I embarrassed my mother. “You didn’t have to act like that,” she said.
“Mom, they were ignoring you.” I felt like, just as they had with me when I was in college, the ER staff assumed my mother was just another indigent black lady, someone they could get to after the fiftyeleventh gunshot victim. This time, I knew better than to sit back and assume my mother’s case would be treated as the emergency it was.
Once the attending came over, things did move quickly.
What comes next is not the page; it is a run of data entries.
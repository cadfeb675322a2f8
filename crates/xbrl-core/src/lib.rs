#![doc = include_str!("../README.md")]
#![doc(issue_tracker_base_url = "https://github.com/factordynamics/xbrl/issues/")]
#![cfg_attr(docsrs, feature(doc_cfg, doc_auto_cfg))]
#![warn(missing_docs)]
#![forbid(unsafe_code)]

//! Core traits and types for XBRL fact stitching.
//!
//! This crate provides the foundational abstractions shared by the fetcher,
//! the cache and the stitcher:
//!
//! - [`FactSource`](source::FactSource) - Retrieves raw company facts
//! - [`FactCache`](cache::FactCache) - Per-process caching abstraction
//! - [`FactSet`](types::FactSet) / [`Fact`](types::Fact) - Reported observations
//! - [`ConceptMapping`](types::ConceptMapping) - Concept to candidate tags
//! - [`XbrlError`](error::XbrlError) - Error taxonomy

/// Cache trait for fetched fact sets.
pub mod cache;
/// Error types for fetch and stitch operations.
pub mod error;
/// Period type and period classification definitions.
pub mod period;
/// Fact source trait.
pub mod source;
/// Core data types (Ticker, Cik, Fact, FactSet, ...).
pub mod types;

// Re-export commonly used items at crate root
pub use cache::FactCache;
pub use error::{Result, XbrlError};
pub use period::{PeriodClass, PeriodType};
pub use source::FactSource;
pub use types::{Cik, ConceptMapping, Fact, FactSet, StatementCategory, Ticker, UnitFacts};
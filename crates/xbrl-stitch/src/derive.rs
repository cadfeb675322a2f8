//! Concepts derived from other stitched series.

use std::collections::HashMap;

use crate::stitcher::{StitchedRow, StitchedSeries};

/// Concept key of the derived free cash flow series.
pub const FREE_CASH_FLOW: &str = "free_cash_flow";

/// Operating cash flow minus capital expenditure, joined on period end.
///
/// Capex is subtracted as an absolute value, whatever its reported sign.
/// Periods missing from either input are dropped. Metadata comes from
/// the operating cash flow row, and the tag records both sources.
#[must_use]
pub fn free_cash_flow(operating_cash_flow: &StitchedSeries, capex: &StitchedSeries) -> StitchedSeries {
    let capex_by_end: HashMap<_, _> = capex.iter().map(|row| (row.fact.end, row)).collect();

    let rows = operating_cash_flow
        .iter()
        .filter_map(|ocf| {
            let spend = capex_by_end.get(&ocf.fact.end)?;
            let mut fact = ocf.fact.clone();
            fact.value = ocf.fact.value - spend.fact.value.abs();
            fact.tag = format!("{} - {}", ocf.fact.tag, spend.fact.tag);
            Some(StitchedRow {
                fact,
                rank: ocf.rank.max(spend.rank),
                period: ocf.period,
            })
        })
        .collect();

    StitchedSeries::from_rows(FREE_CASH_FLOW, rows)
}

#[cfg(test)]
mod tests {
    use super::*;
    use crate::stitcher::{StitchOptions, stitch};
    use chrono::NaiveDate;
    use xbrl_core::{Fact, FactSet};

    fn date(y: i32, m: u32, d: u32) -> NaiveDate {
        NaiveDate::from_ymd_opt(y, m, d).unwrap()
    }

    #[test]
    fn test_free_cash_flow() {
        let q1 = date(2024, 3, 31);
        let q2 = date(2024, 6, 30);
        let facts = FactSet::new()
            .with_fact("us-gaap", Fact::new("NetCashProvidedByUsedInOperatingActivities", "USD", q1, 100.0))
            .with_fact("us-gaap", Fact::new("NetCashProvidedByUsedInOperatingActivities", "USD", q2, 120.0))
            .with_fact("us-gaap", Fact::new("PaymentsToAcquirePropertyPlantAndEquipment", "USD", q2, 20.0));

        let opts = StitchOptions::default();
        let ocf = stitch("operating_cash_flow", &facts, &["NetCashProvidedByUsedInOperatingActivities"], &opts);
        let capex = stitch("capex", &facts, &["PaymentsToAcquirePropertyPlantAndEquipment"], &opts);

        let fcf = free_cash_flow(&ocf, &capex);
        assert_eq!(fcf.concept, FREE_CASH_FLOW);
        assert_eq!(fcf.len(), 1);

        let row = fcf.latest().unwrap();
        assert_eq!(row.fact.end, q2);
        assert_eq!(row.fact.value, 100.0);
        assert_eq!(
            row.fact.tag,
            "NetCashProvidedByUsedInOperatingActivities - PaymentsToAcquirePropertyPlantAndEquipment"
        );
    }

    #[test]
    fn test_negative_capex_sign() {
        let end = date(2024, 3, 31);
        let facts = FactSet::new()
            .with_fact("us-gaap", Fact::new("Ocf", "USD", end, 50.0))
            .with_fact("us-gaap", Fact::new("Capex", "USD", end, -15.0));

        let opts = StitchOptions::default();
        let fcf = free_cash_flow(
            &stitch("ocf", &facts, &["Ocf"], &opts),
            &stitch("capex", &facts, &["Capex"], &opts),
        );
        assert_eq!(fcf.latest().unwrap().fact.value, 35.0);
    }
}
Suddenly, I was being given papers to sign authorizing them to take her up to the catherization lab, where they would confirm whether or not my mother’s arteries were blocked and, if so, insert stents to open them back up.
My mother survived that night, and lived for another five years, until she died from heart disease in 2009. I don’t think Mitt Romney knows that situations like mine and my mother’s are unfortunately all too common – and we are the people with insurance. I’ve heard worse stories from relatives who lacked insurance. When you arrive in the ER and are uninsured, unless your head or chest has been blown open by a bullet, you are given the bare minimum treatment and dismissed – yes, in some cases, to die at home.
Arguments about the cost implications of ER care – and Romney’s own past acknowledgment of those costs – have been made elsewhere. I wanted to focus, not on the cost, but on the quality of ER care. If you arrive in a trauma center and you are not dead or damn near dead, your chances of getting seen quickly are as good as your chances of winning the Lotto. Someone should explain this to Romney before he repeats his claim that people don’t die in their apartments due to lack of health insurance. The uninsured don’t always die at home. Sometimes, they die in the ER, waiting to be seen.